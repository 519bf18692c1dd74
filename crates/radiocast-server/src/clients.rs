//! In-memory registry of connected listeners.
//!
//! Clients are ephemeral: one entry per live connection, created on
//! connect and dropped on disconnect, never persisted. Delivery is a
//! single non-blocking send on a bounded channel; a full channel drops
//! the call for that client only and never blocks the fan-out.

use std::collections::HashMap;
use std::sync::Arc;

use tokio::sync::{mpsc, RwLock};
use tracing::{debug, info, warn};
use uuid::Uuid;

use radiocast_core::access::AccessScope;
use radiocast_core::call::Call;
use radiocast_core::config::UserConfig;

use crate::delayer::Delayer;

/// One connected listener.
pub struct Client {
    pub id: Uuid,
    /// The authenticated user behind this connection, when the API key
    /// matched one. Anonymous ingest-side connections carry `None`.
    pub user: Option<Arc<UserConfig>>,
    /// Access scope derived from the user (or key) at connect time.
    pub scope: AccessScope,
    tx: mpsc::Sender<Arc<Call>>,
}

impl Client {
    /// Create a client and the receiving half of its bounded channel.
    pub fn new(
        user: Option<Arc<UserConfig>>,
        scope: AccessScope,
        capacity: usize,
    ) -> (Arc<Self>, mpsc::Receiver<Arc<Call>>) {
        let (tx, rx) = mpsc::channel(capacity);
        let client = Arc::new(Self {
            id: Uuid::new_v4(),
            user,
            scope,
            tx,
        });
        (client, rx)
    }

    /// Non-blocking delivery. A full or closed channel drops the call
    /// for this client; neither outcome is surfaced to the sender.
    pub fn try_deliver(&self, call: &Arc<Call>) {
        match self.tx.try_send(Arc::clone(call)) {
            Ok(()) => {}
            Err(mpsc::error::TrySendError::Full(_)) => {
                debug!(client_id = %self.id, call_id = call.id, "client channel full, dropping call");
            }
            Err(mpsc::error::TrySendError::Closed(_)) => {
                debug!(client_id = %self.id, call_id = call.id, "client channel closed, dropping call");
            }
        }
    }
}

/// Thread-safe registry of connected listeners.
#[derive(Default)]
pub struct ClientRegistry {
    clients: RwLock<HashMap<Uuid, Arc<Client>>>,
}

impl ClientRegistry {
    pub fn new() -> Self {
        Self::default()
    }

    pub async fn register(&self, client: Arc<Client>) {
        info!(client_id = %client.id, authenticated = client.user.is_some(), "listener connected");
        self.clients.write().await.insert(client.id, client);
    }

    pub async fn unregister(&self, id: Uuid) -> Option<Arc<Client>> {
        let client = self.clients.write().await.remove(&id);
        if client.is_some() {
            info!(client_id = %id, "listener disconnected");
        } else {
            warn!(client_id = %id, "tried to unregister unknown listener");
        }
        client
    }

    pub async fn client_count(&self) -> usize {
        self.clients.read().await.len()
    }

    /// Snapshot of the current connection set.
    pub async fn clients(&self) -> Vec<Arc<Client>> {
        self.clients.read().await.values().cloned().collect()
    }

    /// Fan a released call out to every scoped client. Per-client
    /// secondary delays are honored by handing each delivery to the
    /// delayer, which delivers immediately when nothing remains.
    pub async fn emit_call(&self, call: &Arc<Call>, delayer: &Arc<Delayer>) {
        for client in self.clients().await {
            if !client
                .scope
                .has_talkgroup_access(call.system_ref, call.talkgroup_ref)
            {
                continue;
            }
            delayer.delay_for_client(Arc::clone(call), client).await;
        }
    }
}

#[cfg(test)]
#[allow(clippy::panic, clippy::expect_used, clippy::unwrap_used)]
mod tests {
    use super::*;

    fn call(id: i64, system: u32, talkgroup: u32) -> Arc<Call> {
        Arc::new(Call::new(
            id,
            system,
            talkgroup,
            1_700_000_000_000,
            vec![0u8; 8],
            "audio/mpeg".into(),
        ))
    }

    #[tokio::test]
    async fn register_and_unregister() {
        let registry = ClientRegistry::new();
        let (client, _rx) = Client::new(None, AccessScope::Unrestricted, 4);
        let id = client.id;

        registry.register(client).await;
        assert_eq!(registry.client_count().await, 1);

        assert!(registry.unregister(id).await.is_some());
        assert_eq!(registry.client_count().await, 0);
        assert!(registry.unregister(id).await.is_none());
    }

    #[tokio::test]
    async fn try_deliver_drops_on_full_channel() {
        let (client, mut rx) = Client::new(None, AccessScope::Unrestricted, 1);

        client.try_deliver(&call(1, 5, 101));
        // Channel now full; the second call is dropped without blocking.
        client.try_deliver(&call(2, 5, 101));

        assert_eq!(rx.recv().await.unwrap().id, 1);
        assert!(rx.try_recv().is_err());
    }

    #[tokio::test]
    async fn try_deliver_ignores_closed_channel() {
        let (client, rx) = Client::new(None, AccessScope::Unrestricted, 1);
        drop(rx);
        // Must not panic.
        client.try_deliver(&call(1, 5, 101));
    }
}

» ACTIVITY:
Tally the lines above that contain the word "capacity", and reply with only the number.

» PROBLEM SOLUTION:
2